**What is being asked:**
Search the data for the word "description". Reproduce every line where it is found.

··· Supplied information ···

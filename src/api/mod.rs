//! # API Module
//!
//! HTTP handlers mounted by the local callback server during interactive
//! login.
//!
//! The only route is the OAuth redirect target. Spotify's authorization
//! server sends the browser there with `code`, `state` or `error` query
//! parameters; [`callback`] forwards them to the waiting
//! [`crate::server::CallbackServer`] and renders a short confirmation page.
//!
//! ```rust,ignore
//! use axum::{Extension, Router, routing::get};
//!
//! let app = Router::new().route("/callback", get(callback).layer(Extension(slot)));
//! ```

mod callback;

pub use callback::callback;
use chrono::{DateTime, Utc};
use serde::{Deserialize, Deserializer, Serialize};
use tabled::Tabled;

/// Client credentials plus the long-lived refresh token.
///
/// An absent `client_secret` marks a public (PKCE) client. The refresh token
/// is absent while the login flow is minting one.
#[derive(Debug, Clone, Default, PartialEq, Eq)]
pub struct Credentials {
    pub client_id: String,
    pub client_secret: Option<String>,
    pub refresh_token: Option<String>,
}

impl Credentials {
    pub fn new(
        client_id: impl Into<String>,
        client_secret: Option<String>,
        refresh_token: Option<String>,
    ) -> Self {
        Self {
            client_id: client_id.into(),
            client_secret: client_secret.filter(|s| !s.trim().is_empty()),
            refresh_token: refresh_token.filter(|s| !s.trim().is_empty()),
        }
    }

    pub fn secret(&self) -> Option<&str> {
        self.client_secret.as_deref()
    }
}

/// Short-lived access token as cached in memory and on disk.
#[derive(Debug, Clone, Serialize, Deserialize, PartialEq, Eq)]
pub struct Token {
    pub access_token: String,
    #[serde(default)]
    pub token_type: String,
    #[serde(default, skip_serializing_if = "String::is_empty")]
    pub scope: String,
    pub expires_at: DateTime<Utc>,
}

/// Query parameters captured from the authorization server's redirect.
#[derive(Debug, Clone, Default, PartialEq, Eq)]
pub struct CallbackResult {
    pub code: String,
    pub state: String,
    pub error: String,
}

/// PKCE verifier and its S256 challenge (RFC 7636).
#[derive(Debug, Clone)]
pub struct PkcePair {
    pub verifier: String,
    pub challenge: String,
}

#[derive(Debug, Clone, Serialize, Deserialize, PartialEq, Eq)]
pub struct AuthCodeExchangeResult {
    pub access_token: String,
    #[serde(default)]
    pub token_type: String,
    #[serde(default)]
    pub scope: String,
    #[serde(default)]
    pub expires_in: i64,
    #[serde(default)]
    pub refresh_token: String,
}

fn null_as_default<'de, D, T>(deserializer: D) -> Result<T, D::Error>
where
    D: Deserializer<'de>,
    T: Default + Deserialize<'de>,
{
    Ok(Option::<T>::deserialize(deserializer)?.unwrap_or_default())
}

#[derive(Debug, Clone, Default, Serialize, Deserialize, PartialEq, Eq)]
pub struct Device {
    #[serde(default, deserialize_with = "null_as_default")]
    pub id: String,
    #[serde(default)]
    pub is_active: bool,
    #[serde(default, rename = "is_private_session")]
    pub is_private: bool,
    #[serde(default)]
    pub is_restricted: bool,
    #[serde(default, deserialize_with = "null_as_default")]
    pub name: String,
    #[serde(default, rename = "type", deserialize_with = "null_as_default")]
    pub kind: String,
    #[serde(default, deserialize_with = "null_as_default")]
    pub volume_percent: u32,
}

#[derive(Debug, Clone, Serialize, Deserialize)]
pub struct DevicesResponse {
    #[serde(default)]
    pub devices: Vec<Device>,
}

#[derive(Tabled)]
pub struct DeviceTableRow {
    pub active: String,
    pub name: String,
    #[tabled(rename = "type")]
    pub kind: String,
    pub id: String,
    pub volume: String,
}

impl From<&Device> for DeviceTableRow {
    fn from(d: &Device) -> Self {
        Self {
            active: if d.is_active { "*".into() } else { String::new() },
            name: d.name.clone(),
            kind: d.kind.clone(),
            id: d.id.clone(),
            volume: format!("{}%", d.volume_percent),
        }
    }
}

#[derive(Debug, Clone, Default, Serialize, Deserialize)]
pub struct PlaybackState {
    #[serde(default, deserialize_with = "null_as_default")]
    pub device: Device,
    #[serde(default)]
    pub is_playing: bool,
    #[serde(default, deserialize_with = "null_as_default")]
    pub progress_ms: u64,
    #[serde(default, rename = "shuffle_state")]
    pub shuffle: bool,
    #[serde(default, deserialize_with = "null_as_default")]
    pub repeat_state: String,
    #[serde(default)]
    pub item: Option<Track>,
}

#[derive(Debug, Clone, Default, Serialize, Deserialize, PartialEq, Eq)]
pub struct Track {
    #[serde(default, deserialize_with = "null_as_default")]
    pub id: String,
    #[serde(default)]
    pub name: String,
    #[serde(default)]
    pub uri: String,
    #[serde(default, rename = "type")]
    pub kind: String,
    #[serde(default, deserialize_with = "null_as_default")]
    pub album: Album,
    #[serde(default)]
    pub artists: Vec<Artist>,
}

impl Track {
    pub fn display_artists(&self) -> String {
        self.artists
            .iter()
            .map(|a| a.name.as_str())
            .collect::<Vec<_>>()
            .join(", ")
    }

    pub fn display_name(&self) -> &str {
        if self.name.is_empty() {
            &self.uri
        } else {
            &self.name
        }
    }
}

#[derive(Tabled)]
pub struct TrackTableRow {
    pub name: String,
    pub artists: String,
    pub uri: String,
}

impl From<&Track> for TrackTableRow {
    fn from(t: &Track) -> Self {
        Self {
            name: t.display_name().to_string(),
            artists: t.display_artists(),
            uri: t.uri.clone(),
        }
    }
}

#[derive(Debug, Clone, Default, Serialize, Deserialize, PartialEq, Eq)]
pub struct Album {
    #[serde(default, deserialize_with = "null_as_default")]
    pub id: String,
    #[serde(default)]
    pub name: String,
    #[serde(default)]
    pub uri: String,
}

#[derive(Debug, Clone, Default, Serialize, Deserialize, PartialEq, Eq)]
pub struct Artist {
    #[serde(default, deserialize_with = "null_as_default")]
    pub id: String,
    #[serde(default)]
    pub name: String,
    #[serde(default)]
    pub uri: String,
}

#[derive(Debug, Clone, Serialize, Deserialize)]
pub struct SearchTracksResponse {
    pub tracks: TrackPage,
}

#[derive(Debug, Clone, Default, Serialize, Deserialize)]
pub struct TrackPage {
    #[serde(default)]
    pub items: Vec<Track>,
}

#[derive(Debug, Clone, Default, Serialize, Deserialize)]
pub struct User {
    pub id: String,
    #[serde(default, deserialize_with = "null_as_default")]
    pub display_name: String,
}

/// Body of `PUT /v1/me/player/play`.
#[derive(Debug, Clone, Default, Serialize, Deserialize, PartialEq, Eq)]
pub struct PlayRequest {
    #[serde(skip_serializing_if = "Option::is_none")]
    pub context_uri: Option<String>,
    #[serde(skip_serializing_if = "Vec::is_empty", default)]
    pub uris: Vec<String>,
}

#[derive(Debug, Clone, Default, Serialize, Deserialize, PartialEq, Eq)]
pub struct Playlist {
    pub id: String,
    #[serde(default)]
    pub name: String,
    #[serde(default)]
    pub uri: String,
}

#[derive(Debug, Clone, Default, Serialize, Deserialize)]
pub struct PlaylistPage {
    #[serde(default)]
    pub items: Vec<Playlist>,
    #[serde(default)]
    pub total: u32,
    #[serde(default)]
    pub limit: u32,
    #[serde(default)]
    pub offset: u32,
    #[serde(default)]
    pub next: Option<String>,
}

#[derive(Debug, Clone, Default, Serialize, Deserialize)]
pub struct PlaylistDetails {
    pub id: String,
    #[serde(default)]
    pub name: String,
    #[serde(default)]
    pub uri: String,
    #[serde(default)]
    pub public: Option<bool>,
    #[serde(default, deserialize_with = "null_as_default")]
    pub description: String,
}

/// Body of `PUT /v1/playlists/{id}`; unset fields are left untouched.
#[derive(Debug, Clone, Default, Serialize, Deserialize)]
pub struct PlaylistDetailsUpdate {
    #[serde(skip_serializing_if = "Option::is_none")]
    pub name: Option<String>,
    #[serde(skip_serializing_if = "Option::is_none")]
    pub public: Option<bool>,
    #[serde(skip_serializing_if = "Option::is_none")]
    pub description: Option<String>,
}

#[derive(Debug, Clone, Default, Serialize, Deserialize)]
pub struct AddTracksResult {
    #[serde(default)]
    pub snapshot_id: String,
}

···

**Task output:**
    pub description: String,
    pub description: Option<String>,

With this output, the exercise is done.